▶ **Task item**
Scan the records for the string "join"; copy each line where it occurs.

Dataset excerpts

//! Result table persistence
//!
//! A refresh never touches `vulnerability_records` until every row has been
//! written elsewhere:
//! 1. [`prepare_shadow`] creates `vulnerability_records_shadow` if missing
//!    and clears any rows left behind by an interrupted run
//! 2. [`write_shadow`] inserts rows in fixed-size batches, one transaction
//!    per batch; a failed batch is rolled back, recorded and skipped
//! 3. [`swap_shadow`] replaces the live table in a single transaction
//!    (drop live, rename shadow, recreate indexes, store the snapshot and
//!    move the current-snapshot pointer)
//!
//! Readers therefore see either the previous result set or the new one.

use sqlx::{SqliteConnection, SqlitePool};
use tracing::{error, info};
use vscore_common::db::{
    result_index_ddl, result_table_ddl, VulnerabilityRecord, CURRENT_SNAPSHOT_KEY, RESULT_TABLE,
    SHADOW_TABLE, VULNERABILITY_RECORD_COLUMNS,
};
use vscore_common::Result;

use super::snapshots::insert_snapshot;
use crate::error::PipelineResult;
use crate::models::{FailedBatch, ModelSnapshot};
use crate::utils::retry_on_lock;

/// Outcome of writing every batch into the shadow table
#[derive(Debug, Clone, Default)]
pub struct ShadowWrite {
    pub rows_written: usize,
    pub batches: usize,
    pub failed: Vec<FailedBatch>,
}

impl ShadowWrite {
    pub fn all_failed(&self) -> bool {
        self.batches > 0 && self.failed.len() == self.batches
    }
}

fn insert_sql(table: &str) -> String {
    let placeholders = vec!["?"; VULNERABILITY_RECORD_COLUMNS.len()].join(", ");
    format!(
        "INSERT INTO {} ({}) VALUES ({})",
        table,
        VULNERABILITY_RECORD_COLUMNS.join(", "),
        placeholders
    )
}

/// Ensure the shadow table exists and is empty
pub async fn prepare_shadow(pool: &SqlitePool) -> Result<()> {
    sqlx::query(&result_table_ddl(SHADOW_TABLE))
        .execute(pool)
        .await?;
    sqlx::query(&format!("DELETE FROM {}", SHADOW_TABLE))
        .execute(pool)
        .await?;

    info!(table = SHADOW_TABLE, "Shadow result table prepared");
    Ok(())
}

/// Remove the shadow table without touching the live one
pub async fn discard_shadow(pool: &SqlitePool) -> Result<()> {
    sqlx::query(&format!("DROP TABLE IF EXISTS {}", SHADOW_TABLE))
        .execute(pool)
        .await?;
    Ok(())
}

/// Insert one batch into the shadow table inside its own transaction
pub async fn insert_batch(pool: &SqlitePool, records: &[VulnerabilityRecord]) -> Result<usize> {
    let sql = insert_sql(SHADOW_TABLE);
    let mut tx = pool.begin().await?;

    for record in records {
        sqlx::query(&sql)
            .bind(&record.household_id)
            .bind(record.cluster_id)
            .bind(record.severity.as_str())
            .bind(record.base_score)
            .bind(record.final_score)
            .bind(&record.region)
            .bind(record.income_decile)
            .bind(record.national_rank)
            .bind(record.dependents)
            .bind(record.asset_high)
            .bind(record.asset_medium)
            .bind(record.asset_low)
            .bind(&record.bpnt_period)
            .bind(&record.pkh_period)
            .bind(record.bpnt_penalty)
            .bind(record.pkh_penalty)
            .bind(record.total_penalty)
            .bind(&record.snapshot_id)
            .execute(&mut *tx)
            .await?;
    }

    tx.commit().await?;
    Ok(records.len())
}

/// Write all records into the shadow table, `batch_size` rows at a time
///
/// Never fails as a whole: each failed batch is logged and reported in
/// [`ShadowWrite::failed`].
pub async fn write_shadow(
    pool: &SqlitePool,
    records: &[VulnerabilityRecord],
    batch_size: usize,
    max_lock_wait_ms: u64,
) -> ShadowWrite {
    let batch_size = batch_size.max(1);
    let mut outcome = ShadowWrite::default();

    for (batch_index, chunk) in records.chunks(batch_size).enumerate() {
        outcome.batches += 1;
        let start_row = batch_index * batch_size;

        match retry_on_lock("result batch insert", max_lock_wait_ms, || {
            insert_batch(pool, chunk)
        })
        .await
        {
            Ok(rows) => {
                outcome.rows_written += rows;
                info!(batch_index, rows, "Result batch committed");
            }
            Err(err) => {
                error!(
                    batch_index,
                    start_row,
                    rows = chunk.len(),
                    error = %err,
                    "Result batch failed, skipping"
                );
                outcome.failed.push(FailedBatch {
                    batch_index,
                    start_row,
                    row_count: chunk.len(),
                    error: err.to_string(),
                });
            }
        }
    }

    outcome
}

async fn swap_in_transaction(conn: &mut SqliteConnection, snapshot: &ModelSnapshot) -> PipelineResult<()> {
    sqlx::query(&format!("DROP TABLE IF EXISTS {}", RESULT_TABLE))
        .execute(&mut *conn)
        .await?;
    sqlx::query(&format!("ALTER TABLE {} RENAME TO {}", SHADOW_TABLE, RESULT_TABLE))
        .execute(&mut *conn)
        .await?;
    for statement in result_index_ddl() {
        sqlx::query(statement).execute(&mut *conn).await?;
    }

    insert_snapshot(&mut *conn, snapshot).await?;

    sqlx::query(
        "INSERT OR REPLACE INTO settings (key, value, updated_at) VALUES (?, ?, CURRENT_TIMESTAMP)",
    )
    .bind(CURRENT_SNAPSHOT_KEY)
    .bind(snapshot.snapshot_id.to_string())
    .execute(&mut *conn)
    .await?;

    Ok(())
}

/// Atomically replace the live result table with the shadow table
///
/// On error the transaction rolls back and the live table is unchanged.
pub async fn swap_shadow(pool: &SqlitePool, snapshot: &ModelSnapshot) -> PipelineResult<()> {
    let mut tx = pool.begin().await?;
    swap_in_transaction(&mut tx, snapshot).await?;
    tx.commit().await?;

    info!(snapshot_id = %snapshot.snapshot_id, "Result table swapped in");
    Ok(())
}
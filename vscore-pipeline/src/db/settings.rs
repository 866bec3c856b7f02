//! Runtime tuning read from the `settings` table
//!
//! Values are read at the start of every refresh, so edits to the table
//! take effect on the next run without a restart.

use sqlx::SqlitePool;
use vscore_common::db::get_setting;
use vscore_common::Result;

use crate::clustering::{ClusteringOptions, KMeansParams};

/// Tuning values for one refresh run
#[derive(Debug, Clone, PartialEq)]
pub struct PipelineSettings {
    pub refresh_batch_size: usize,
    pub kmeans_n_init: usize,
    pub kmeans_max_iterations: usize,
    pub kmeans_tolerance: f64,
    pub kmeans_seed: u64,
    pub silhouette_sample_limit: usize,
    pub snapshot_retention_count: usize,
    pub db_max_lock_wait_ms: u64,
}

impl Default for PipelineSettings {
    fn default() -> Self {
        let params = KMeansParams::default();
        Self {
            refresh_batch_size: 1000,
            kmeans_n_init: params.n_init,
            kmeans_max_iterations: params.max_iterations,
            kmeans_tolerance: params.tolerance,
            kmeans_seed: params.seed,
            silhouette_sample_limit: 5000,
            snapshot_retention_count: 10,
            db_max_lock_wait_ms: 5000,
        }
    }
}

impl PipelineSettings {
    /// Read every value, falling back to the default for missing or invalid rows
    pub async fn load(pool: &SqlitePool) -> Result<Self> {
        let d = Self::default();
        Ok(Self {
            refresh_batch_size: get_setting(pool, "refresh_batch_size", d.refresh_batch_size)
                .await?
                .max(1),
            kmeans_n_init: get_setting(pool, "kmeans_n_init", d.kmeans_n_init).await?.max(1),
            kmeans_max_iterations: get_setting(pool, "kmeans_max_iterations", d.kmeans_max_iterations)
                .await?
                .max(1),
            kmeans_tolerance: get_setting(pool, "kmeans_tolerance", d.kmeans_tolerance).await?,
            kmeans_seed: get_setting(pool, "kmeans_seed", d.kmeans_seed).await?,
            silhouette_sample_limit: get_setting(
                pool,
                "silhouette_sample_limit",
                d.silhouette_sample_limit,
            )
            .await?,
            snapshot_retention_count: get_setting(
                pool,
                "snapshot_retention_count",
                d.snapshot_retention_count,
            )
            .await?
            .max(1),
            db_max_lock_wait_ms: get_setting(pool, "db_max_lock_wait_ms", d.db_max_lock_wait_ms)
                .await?,
        })
    }

    pub fn clustering_options(&self) -> ClusteringOptions {
        ClusteringOptions {
            n_init: self.kmeans_n_init,
            max_iterations: self.kmeans_max_iterations,
            tolerance: self.kmeans_tolerance,
            seed: self.kmeans_seed,
            silhouette_sample_limit: self.silhouette_sample_limit,
        }
    }
}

▶ **Response to the exercise**
    let placeholders = vec!["?"; VULNERABILITY_RECORD_COLUMNS.len()].join(", ");
        VULNERABILITY_RECORD_COLUMNS.join(", "),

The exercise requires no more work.